Collected data entries
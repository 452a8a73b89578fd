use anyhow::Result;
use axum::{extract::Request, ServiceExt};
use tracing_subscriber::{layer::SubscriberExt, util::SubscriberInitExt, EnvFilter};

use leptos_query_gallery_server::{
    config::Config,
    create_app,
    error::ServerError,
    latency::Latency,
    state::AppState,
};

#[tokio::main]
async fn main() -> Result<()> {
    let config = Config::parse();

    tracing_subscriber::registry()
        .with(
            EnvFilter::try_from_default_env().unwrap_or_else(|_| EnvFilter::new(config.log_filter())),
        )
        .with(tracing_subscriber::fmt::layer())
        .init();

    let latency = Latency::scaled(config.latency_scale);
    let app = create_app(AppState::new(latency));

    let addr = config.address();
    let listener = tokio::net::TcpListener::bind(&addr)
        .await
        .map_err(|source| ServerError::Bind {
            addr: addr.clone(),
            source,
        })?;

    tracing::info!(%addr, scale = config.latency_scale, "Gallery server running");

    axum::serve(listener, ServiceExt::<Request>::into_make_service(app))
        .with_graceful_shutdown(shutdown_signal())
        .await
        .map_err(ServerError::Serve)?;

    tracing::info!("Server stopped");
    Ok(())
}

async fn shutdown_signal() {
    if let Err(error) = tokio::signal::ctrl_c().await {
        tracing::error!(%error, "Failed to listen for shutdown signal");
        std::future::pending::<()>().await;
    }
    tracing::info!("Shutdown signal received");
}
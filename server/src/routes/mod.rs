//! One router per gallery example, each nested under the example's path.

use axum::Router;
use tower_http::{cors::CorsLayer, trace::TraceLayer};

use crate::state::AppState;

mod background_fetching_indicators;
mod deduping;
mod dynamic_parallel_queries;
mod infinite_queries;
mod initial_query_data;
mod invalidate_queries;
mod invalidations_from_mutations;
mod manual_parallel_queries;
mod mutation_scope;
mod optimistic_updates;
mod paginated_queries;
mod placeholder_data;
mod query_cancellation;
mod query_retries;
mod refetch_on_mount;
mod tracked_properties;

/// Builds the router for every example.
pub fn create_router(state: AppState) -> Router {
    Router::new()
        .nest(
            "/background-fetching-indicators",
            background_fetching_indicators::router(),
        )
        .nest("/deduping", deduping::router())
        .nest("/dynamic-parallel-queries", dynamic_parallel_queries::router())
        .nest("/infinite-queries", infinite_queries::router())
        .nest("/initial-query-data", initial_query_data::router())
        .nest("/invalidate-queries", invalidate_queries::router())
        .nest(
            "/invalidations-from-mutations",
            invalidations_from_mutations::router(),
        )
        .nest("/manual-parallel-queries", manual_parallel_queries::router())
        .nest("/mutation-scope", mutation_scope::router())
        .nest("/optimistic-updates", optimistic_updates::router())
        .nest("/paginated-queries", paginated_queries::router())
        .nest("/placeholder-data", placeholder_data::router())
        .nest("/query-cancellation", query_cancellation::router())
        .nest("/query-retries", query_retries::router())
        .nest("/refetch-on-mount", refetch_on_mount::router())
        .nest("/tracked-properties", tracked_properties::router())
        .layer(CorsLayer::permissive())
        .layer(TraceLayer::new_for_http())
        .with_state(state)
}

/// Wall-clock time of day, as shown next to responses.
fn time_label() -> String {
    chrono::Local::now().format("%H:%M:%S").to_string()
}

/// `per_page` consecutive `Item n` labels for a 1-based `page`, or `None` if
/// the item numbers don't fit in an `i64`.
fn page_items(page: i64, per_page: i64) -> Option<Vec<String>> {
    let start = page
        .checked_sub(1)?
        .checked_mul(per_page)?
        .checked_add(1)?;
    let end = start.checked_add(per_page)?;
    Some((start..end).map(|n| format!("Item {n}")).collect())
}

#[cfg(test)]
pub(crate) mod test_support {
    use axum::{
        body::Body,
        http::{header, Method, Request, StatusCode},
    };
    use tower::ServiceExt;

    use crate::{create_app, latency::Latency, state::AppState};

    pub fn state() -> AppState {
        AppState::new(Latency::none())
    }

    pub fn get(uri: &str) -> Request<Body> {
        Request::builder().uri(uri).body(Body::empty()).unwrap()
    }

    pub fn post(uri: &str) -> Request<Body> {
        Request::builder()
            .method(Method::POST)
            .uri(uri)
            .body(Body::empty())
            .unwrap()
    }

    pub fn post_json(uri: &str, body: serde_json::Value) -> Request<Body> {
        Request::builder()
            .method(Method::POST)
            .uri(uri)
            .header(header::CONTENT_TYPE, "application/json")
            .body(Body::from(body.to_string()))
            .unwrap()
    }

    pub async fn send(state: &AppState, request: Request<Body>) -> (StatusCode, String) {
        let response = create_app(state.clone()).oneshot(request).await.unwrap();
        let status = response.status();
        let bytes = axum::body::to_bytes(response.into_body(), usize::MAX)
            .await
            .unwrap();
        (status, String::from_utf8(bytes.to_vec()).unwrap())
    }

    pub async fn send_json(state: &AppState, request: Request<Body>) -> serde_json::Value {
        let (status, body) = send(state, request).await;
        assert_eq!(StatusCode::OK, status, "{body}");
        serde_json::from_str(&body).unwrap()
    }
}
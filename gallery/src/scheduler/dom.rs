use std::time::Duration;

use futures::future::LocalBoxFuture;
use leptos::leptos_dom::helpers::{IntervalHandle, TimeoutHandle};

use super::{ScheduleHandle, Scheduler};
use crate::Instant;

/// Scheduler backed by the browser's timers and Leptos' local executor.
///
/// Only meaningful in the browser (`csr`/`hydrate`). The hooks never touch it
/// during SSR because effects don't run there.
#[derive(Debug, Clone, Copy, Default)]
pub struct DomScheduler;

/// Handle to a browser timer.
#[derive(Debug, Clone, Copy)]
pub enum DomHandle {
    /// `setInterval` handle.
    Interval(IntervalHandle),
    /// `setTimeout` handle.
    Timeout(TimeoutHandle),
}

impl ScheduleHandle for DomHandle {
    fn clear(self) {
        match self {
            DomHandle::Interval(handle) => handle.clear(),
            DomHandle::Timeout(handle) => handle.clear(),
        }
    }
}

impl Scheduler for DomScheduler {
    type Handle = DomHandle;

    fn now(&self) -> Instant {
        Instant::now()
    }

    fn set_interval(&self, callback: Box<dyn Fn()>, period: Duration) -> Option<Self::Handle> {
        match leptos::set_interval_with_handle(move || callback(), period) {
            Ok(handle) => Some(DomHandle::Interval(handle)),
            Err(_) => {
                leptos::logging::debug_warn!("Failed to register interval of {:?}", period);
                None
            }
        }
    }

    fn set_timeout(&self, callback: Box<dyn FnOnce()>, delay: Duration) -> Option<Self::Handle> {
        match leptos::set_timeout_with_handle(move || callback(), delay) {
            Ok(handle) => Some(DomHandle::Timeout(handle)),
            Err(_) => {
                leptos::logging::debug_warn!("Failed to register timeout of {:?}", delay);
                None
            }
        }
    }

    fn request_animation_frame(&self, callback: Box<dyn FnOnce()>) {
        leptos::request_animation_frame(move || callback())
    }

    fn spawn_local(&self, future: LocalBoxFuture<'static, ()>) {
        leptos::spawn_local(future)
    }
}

**Exercise instructions**
Word for word, repeat the line holding "fn spawn_local(&self, future: LocalBoxFuture<'static, ()>)" and all lines after it through the end of the entries above.

**Answer area**
    fn spawn_local(&self, future: LocalBoxFuture<'static, ()>) {
        leptos::spawn_local(future)
    }
}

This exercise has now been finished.